START DATA FOR REVIEW

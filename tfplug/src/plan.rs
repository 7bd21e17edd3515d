//! Resource change planning
//!
//! Given a resource schema, the prior state and the desired configuration,
//! decide what apply has to do and what state to expect afterwards.

use crate::plan_modifier::PlanModifyRequest;
use crate::schema::Schema;
use crate::types::{AttributePath, Diagnostic, Dynamic, DynamicValue};
use std::collections::HashMap;
use std::fmt;

#[derive(Debug, Clone, Copy, PartialEq, Eq)]
pub enum PlanAction {
    NoOp,
    Create,
    Update,
    /// Delete then create, because a forces-new attribute changed
    Replace,
    Delete,
}

impl PlanAction {
    pub fn is_change(&self) -> bool {
        !matches!(self, PlanAction::NoOp)
    }
}

impl fmt::Display for PlanAction {
    fn fmt(&self, f: &mut fmt::Formatter<'_>) -> fmt::Result {
        let s = match self {
            PlanAction::NoOp => "no-op",
            PlanAction::Create => "create",
            PlanAction::Update => "update",
            PlanAction::Replace => "replace",
            PlanAction::Delete => "delete",
        };
        f.write_str(s)
    }
}

#[derive(Debug, Clone)]
pub struct ResourcePlan {
    pub action: PlanAction,
    pub planned_state: DynamicValue,
    pub requires_replace: Vec<AttributePath>,
    pub diagnostics: Vec<Diagnostic>,
}

/// Plan one resource instance. `None` for config means the resource left the
/// configuration; `None` for prior state means it does not exist yet.
pub fn plan_resource_change(
    schema: &Schema,
    prior_state: Option<&DynamicValue>,
    config: Option<&DynamicValue>,
) -> ResourcePlan {
    let config = match config {
        Some(config) => config,
        None => {
            let action = if prior_state.is_some() {
                PlanAction::Delete
            } else {
                PlanAction::NoOp
            };
            return ResourcePlan {
                action,
                planned_state: DynamicValue::null(),
                requires_replace: vec![],
                diagnostics: vec![],
            };
        }
    };

    let Some(prior) = prior_state else {
        return ResourcePlan {
            action: PlanAction::Create,
            planned_state: object(proposed_new_state(schema, None, config)),
            requires_replace: vec![],
            diagnostics: vec![],
        };
    };

    let mut planned = proposed_new_state(schema, Some(prior), config);
    if differs(schema, prior, &planned) {
        // Any change may move computed-only values; plan them unknown and
        // let modifiers pin the ones that are stable
        for attr in &schema.block.attributes {
            if attr.computed && !attr.optional && !attr.required {
                planned.insert(attr.name.clone(), Dynamic::Unknown);
            }
        }
    }

    let mut requires_replace = vec![];
    let mut diagnostics = vec![];

    for attr in &schema.block.attributes {
        if attr.plan_modifiers.is_empty() {
            continue;
        }
        let path = AttributePath::new(&attr.name);
        let state_value = attribute_value(prior, &attr.name);
        let config_value = attribute_value(config, &attr.name);
        let mut plan_value = planned.get(&attr.name).cloned().unwrap_or(Dynamic::Null);

        for modifier in &attr.plan_modifiers {
            let response = modifier.modify_plan(PlanModifyRequest {
                state: state_value.clone(),
                plan: plan_value,
                config: config_value.clone(),
                path: path.clone(),
            });
            plan_value = response.plan_value;
            if response.requires_replace && !requires_replace.contains(&path) {
                requires_replace.push(path.clone());
            }
            diagnostics.extend(response.diagnostics);
        }

        planned.insert(attr.name.clone(), plan_value);
    }

    if !requires_replace.is_empty() {
        let attributes: Vec<String> = requires_replace.iter().map(ToString::to_string).collect();
        tracing::debug!(?attributes, "change forces replacement");
        return ResourcePlan {
            action: PlanAction::Replace,
            planned_state: object(proposed_new_state(schema, None, config)),
            requires_replace,
            diagnostics,
        };
    }

    let action = if differs(schema, prior, &planned) {
        PlanAction::Update
    } else {
        PlanAction::NoOp
    };

    ResourcePlan {
        action,
        planned_state: object(planned),
        requires_replace,
        diagnostics,
    }
}

/// Configured values win; unset attributes fall back to prior state when
/// computed, to unknown on create when computed, and to null otherwise
fn proposed_new_state(
    schema: &Schema,
    prior: Option<&DynamicValue>,
    config: &DynamicValue,
) -> HashMap<String, Dynamic> {
    let mut fields = HashMap::new();
    for attr in &schema.block.attributes {
        let configured = attribute_value(config, &attr.name);
        let value = if !configured.is_null() {
            configured
        } else if attr.computed {
            match prior {
                Some(prior) => attribute_value(prior, &attr.name),
                None => Dynamic::Unknown,
            }
        } else {
            Dynamic::Null
        };
        fields.insert(attr.name.clone(), value);
    }
    fields
}

fn object(fields: HashMap<String, Dynamic>) -> DynamicValue {
    DynamicValue::new(Dynamic::Map(fields))
}

fn differs(schema: &Schema, prior: &DynamicValue, planned: &HashMap<String, Dynamic>) -> bool {
    schema.block.attributes.iter().any(|attr| {
        let before = attribute_value(prior, &attr.name);
        let after = planned.get(&attr.name).unwrap_or(&Dynamic::Null);
        after.is_unknown() || !before.semantically_equal(after)
    })
}

fn attribute_value(value: &DynamicValue, name: &str) -> Dynamic {
    value
        .attributes()
        .and_then(|fields| fields.get(name))
        .cloned()
        .unwrap_or(Dynamic::Null)
}

#[cfg(test)]
mod tests {
    use super::*;
    use crate::plan_modifier::{RequiresReplaceIfChanged, UseStateForUnknown};
    use crate::schema::{AttributeBuilder, AttributeType, SchemaBuilder};

    fn schema() -> Schema {
        SchemaBuilder::new()
            .attribute(
                AttributeBuilder::new("id", AttributeType::String)
                    .computed()
                    .plan_modifier(UseStateForUnknown)
                    .build(),
            )
            .attribute(
                AttributeBuilder::new("version", AttributeType::Number)
                    .computed()
                    .build(),
            )
            .attribute(
                AttributeBuilder::new("name", AttributeType::String)
                    .required()
                    .plan_modifier(RequiresReplaceIfChanged)
                    .build(),
            )
            .attribute(
                AttributeBuilder::new("role", AttributeType::String)
                    .optional()
                    .build(),
            )
            .build()
    }

    fn value(json: serde_json::Value) -> DynamicValue {
        DynamicValue::new(Dynamic::from(json))
    }

    fn prior() -> DynamicValue {
        value(serde_json::json!({
            "id": "abc",
            "version": 1,
            "name": "app",
            "role": "r1"
        }))
    }

    #[test]
    fn new_resource_plans_create_with_unknown_computed_values() {
        let plan = plan_resource_change(
            &schema(),
            None,
            Some(&value(serde_json::json!({"name": "app"}))),
        );

        assert_eq!(plan.action, PlanAction::Create);
        let state = &plan.planned_state;
        assert!(state.get(&AttributePath::new("id")).unwrap().is_unknown());
        assert!(state.get(&AttributePath::new("role")).unwrap().is_null());
    }

    #[test]
    fn unchanged_config_plans_no_op() {
        let plan = plan_resource_change(
            &schema(),
            Some(&prior()),
            Some(&value(serde_json::json!({"name": "app", "role": "r1"}))),
        );

        assert_eq!(plan.action, PlanAction::NoOp);
        assert!(!plan.action.is_change());
    }

    #[test]
    fn changed_optional_attribute_plans_update_and_keeps_stable_id() {
        let plan = plan_resource_change(
            &schema(),
            Some(&prior()),
            Some(&value(serde_json::json!({"name": "app", "role": "r2"}))),
        );

        assert_eq!(plan.action, PlanAction::Update);
        let state = &plan.planned_state;
        assert_eq!(state.get_string(&AttributePath::new("id")).unwrap(), "abc");
        assert!(state
            .get(&AttributePath::new("version"))
            .unwrap()
            .is_unknown());
    }

    #[test]
    fn removed_optional_attribute_plans_update_to_null() {
        let plan = plan_resource_change(
            &schema(),
            Some(&prior()),
            Some(&value(serde_json::json!({"name": "app"}))),
        );

        assert_eq!(plan.action, PlanAction::Update);
        assert!(plan
            .planned_state
            .get(&AttributePath::new("role"))
            .unwrap()
            .is_null());
    }

    #[test]
    fn forces_new_attribute_plans_replace() {
        let plan = plan_resource_change(
            &schema(),
            Some(&prior()),
            Some(&value(serde_json::json!({"name": "renamed", "role": "r1"}))),
        );

        assert_eq!(plan.action, PlanAction::Replace);
        assert_eq!(plan.requires_replace, vec![AttributePath::new("name")]);
        assert!(plan
            .planned_state
            .get(&AttributePath::new("id"))
            .unwrap()
            .is_unknown());
    }

    #[test]
    fn missing_config_plans_delete() {
        let plan = plan_resource_change(&schema(), Some(&prior()), None);
        assert_eq!(plan.action, PlanAction::Delete);
        assert!(plan.planned_state.is_null());

        let plan = plan_resource_change(&schema(), None, None);
        assert_eq!(plan.action, PlanAction::NoOp);
    }
}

END DATA FOR REVIEW

== TASK GOAL ==
Set down, exactly as they stand above, the lines starting with the line with "planned: &HashMap<String, Dynamic>)" and going on through the line with "SchemaBuilder::new()", and no others.

== SOLUTION FOR THIS EXERCISE ==
fn differs(schema: &Schema, prior: &DynamicValue, planned: &HashMap<String, Dynamic>) -> bool {
    schema.block.attributes.iter().any(|attr| {
        let before = attribute_value(prior, &attr.name);
        let after = planned.get(&attr.name).unwrap_or(&Dynamic::Null);
        after.is_unknown() || !before.semantically_equal(after)
    })
}

fn attribute_value(value: &DynamicValue, name: &str) -> Dynamic {
    value
        .attributes()
        .and_then(|fields| fields.get(name))
        .cloned()
        .unwrap_or(Dynamic::Null)
}

#[cfg(test)]
mod tests {
    use super::*;
    use crate::plan_modifier::{RequiresReplaceIfChanged, UseStateForUnknown};
    use crate::schema::{AttributeBuilder, AttributeType, SchemaBuilder};

    fn schema() -> Schema {
        SchemaBuilder::new()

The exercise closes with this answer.